_THE PROBLEM_. Repeat, exactly as written, the line containing "up. This never" and each line after it through the end of the data.

Records from a dataset:
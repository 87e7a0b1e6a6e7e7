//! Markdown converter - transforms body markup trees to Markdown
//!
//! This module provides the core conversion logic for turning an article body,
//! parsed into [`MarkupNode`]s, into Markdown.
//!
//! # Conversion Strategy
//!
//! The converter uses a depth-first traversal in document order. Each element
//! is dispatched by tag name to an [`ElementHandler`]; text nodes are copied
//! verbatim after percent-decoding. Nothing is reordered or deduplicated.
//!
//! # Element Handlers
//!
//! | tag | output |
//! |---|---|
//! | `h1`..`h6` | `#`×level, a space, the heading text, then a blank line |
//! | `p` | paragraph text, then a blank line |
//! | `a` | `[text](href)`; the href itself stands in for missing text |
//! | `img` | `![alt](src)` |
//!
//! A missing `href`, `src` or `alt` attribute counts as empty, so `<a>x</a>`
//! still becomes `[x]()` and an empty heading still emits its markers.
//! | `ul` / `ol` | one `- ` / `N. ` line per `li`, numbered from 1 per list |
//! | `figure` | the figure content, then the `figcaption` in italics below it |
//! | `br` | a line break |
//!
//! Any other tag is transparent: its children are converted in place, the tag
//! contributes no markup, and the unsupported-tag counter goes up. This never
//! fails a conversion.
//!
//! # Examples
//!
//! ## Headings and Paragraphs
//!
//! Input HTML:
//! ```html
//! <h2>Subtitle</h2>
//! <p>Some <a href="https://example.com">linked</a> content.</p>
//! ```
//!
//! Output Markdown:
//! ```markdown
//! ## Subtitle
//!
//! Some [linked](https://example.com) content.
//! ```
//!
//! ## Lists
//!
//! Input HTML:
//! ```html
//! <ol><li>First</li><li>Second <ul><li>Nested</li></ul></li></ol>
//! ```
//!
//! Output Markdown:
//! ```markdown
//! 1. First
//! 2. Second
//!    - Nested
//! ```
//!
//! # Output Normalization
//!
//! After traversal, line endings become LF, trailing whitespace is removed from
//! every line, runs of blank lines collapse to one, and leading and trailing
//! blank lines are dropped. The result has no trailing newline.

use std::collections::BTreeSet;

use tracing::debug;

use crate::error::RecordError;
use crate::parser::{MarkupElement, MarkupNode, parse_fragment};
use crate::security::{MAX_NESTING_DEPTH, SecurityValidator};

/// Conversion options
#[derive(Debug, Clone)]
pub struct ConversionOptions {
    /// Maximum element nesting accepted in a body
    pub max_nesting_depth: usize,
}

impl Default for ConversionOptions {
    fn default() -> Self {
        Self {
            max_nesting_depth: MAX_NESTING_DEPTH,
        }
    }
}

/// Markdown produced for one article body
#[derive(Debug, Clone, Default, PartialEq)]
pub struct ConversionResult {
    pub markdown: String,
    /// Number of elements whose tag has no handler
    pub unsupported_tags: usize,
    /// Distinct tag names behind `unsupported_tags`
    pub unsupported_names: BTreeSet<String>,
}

_SOLUTION TO THIS EXERCISE_.
//! contributes no markup, and the unsupported-tag counter goes up. This never
//! fails a conversion.
//!
//! # Examples
//!
//! ## Headings and Paragraphs
//!
//! Input HTML:
//! ```html
//! <h2>Subtitle</h2>
//! <p>Some <a href="https://example.com">linked</a> content.</p>
//! ```
//!
//! Output Markdown:
//! ```markdown
//! ## Subtitle
//!
//! Some [linked](https://example.com) content.
//! ```
//!
//! ## Lists
//!
//! Input HTML:
//! ```html
//! <ol><li>First</li><li>Second <ul><li>Nested</li></ul></li></ol>
//! ```
//!
//! Output Markdown:
//! ```markdown
//! 1. First
//! 2. Second
//!    - Nested
//! ```
//!
//! # Output Normalization
//!
//! After traversal, line endings become LF, trailing whitespace is removed from
//! every line, runs of blank lines collapse to one, and leading and trailing
//! blank lines are dropped. The result has no trailing newline.

use std::collections::BTreeSet;

use tracing::debug;

use crate::error::RecordError;
use crate::parser::{MarkupElement, MarkupNode, parse_fragment};
use crate::security::{MAX_NESTING_DEPTH, SecurityValidator};

/// Conversion options
#[derive(Debug, Clone)]
pub struct ConversionOptions {
    /// Maximum element nesting accepted in a body
    pub max_nesting_depth: usize,
}

impl Default for ConversionOptions {
    fn default() -> Self {
        Self {
            max_nesting_depth: MAX_NESTING_DEPTH,
        }
    }
}

/// Markdown produced for one article body
#[derive(Debug, Clone, Default, PartialEq)]
pub struct ConversionResult {
    pub markdown: String,
    /// Number of elements whose tag has no handler
    pub unsupported_tags: usize,
    /// Distinct tag names behind `unsupported_tags`
    pub unsupported_names: BTreeSet<String>,
}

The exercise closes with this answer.